### Requirement
Which lines in the data below contain the word "AppModule"? Pull each of them out.
=-=-=
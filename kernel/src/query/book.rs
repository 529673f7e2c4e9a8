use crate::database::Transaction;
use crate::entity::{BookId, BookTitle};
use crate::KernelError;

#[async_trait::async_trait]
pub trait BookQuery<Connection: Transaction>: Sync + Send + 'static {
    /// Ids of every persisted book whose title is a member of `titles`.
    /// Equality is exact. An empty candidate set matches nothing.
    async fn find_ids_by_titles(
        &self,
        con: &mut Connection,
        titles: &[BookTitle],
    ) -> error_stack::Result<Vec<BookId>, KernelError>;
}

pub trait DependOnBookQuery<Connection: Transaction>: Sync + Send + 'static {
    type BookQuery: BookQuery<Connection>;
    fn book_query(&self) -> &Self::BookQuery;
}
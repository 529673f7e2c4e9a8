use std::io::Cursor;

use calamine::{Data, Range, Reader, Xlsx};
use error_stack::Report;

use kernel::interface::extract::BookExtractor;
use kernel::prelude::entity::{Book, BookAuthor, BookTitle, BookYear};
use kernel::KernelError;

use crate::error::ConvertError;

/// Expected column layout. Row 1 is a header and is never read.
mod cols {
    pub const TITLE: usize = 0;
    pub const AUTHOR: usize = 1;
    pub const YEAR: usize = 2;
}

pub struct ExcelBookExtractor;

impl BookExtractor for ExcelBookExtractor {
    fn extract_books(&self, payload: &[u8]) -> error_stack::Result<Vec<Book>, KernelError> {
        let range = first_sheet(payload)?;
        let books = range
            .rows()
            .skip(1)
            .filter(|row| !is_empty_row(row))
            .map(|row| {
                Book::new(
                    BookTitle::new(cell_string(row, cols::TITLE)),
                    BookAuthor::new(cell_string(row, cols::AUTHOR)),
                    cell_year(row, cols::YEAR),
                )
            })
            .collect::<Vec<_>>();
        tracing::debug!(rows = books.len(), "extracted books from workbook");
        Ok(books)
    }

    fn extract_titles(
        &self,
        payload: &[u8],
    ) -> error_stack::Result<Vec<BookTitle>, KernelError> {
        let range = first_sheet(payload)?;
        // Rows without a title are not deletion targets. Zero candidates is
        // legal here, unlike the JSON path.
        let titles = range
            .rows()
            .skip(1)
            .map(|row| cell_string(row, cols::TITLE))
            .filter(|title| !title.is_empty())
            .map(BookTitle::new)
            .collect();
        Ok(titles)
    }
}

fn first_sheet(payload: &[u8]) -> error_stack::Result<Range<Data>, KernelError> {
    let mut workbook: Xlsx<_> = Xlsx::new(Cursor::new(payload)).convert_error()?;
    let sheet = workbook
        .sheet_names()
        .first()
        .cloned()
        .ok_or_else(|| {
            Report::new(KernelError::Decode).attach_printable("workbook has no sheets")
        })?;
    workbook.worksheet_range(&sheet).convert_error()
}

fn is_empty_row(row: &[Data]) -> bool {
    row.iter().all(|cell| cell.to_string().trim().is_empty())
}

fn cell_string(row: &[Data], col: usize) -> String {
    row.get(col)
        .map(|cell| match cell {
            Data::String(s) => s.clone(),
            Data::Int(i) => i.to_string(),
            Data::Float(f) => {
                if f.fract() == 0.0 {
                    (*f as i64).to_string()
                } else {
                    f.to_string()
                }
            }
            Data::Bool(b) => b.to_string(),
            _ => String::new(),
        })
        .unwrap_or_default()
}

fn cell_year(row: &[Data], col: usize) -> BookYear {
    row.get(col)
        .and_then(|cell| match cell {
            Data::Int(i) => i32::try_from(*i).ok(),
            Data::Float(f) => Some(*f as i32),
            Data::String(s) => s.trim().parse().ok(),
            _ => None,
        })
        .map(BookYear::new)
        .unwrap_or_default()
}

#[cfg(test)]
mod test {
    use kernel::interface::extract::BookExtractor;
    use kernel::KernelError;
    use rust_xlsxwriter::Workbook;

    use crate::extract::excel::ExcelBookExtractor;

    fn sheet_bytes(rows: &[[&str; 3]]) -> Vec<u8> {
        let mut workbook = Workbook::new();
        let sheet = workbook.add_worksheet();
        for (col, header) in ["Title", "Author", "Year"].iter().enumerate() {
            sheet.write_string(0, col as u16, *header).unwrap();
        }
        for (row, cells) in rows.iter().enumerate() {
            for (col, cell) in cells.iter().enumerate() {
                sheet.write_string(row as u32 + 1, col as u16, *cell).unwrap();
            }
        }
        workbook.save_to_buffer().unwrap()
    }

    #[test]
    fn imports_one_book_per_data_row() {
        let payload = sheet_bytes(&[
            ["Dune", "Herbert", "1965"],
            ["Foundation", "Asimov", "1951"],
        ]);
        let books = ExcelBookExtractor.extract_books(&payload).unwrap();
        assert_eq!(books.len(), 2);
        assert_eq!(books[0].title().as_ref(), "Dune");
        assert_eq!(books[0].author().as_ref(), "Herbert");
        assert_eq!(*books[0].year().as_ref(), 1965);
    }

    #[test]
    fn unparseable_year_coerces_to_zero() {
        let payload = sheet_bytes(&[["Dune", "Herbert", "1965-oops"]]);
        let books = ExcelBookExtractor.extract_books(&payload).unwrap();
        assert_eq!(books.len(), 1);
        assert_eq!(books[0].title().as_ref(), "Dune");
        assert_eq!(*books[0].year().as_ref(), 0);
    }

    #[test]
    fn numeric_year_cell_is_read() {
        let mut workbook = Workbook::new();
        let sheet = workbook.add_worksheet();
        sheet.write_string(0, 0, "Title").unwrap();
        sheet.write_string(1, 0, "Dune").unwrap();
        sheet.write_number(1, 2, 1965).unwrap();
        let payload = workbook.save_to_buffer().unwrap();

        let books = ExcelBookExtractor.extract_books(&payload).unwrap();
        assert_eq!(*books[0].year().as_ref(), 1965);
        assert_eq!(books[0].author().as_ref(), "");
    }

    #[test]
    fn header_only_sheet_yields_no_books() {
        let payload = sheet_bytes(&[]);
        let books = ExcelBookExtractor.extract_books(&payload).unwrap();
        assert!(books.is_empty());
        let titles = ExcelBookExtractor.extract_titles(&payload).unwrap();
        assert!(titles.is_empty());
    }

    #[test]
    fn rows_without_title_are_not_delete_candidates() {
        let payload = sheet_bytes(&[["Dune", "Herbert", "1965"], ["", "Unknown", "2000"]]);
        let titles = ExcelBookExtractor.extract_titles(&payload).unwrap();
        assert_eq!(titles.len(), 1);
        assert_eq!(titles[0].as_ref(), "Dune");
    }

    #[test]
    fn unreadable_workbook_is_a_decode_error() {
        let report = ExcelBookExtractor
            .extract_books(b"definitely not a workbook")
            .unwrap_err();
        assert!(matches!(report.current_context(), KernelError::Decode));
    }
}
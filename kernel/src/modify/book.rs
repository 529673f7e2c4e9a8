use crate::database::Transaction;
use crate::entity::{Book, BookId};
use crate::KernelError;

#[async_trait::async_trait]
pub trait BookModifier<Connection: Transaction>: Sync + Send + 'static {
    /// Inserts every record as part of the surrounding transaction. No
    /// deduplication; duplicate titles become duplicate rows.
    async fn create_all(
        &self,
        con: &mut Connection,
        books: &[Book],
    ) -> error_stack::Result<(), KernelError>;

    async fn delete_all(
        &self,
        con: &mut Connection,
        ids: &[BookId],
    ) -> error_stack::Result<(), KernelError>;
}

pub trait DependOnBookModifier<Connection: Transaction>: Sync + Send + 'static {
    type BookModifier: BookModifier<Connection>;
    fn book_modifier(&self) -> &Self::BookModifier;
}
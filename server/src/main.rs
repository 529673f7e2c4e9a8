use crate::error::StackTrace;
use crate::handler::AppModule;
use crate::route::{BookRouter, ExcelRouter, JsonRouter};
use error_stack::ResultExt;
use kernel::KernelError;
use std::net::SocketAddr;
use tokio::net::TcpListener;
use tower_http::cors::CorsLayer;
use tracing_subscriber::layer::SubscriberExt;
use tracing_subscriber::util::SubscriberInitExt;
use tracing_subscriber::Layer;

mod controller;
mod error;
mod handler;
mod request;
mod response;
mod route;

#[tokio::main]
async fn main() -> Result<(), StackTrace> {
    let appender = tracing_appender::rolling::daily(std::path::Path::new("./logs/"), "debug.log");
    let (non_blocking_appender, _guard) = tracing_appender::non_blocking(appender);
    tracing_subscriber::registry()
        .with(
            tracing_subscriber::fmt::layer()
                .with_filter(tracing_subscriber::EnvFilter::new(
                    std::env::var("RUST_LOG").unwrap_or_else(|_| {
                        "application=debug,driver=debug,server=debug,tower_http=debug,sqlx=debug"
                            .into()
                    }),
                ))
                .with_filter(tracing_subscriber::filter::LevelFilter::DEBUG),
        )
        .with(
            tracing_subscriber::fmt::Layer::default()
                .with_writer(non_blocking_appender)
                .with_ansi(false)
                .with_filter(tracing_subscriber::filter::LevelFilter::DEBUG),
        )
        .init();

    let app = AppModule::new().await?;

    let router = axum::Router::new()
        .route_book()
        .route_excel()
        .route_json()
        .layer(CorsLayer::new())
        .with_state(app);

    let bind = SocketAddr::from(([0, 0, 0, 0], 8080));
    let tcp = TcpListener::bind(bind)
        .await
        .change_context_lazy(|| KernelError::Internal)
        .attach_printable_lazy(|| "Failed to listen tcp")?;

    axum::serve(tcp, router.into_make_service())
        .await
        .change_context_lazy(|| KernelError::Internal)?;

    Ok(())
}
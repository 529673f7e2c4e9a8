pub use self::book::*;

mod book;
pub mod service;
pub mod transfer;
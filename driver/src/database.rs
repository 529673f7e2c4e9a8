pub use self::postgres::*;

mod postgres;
=-=-=
### Your response
use crate::handler::AppModule;
    let app = AppModule::new().await?;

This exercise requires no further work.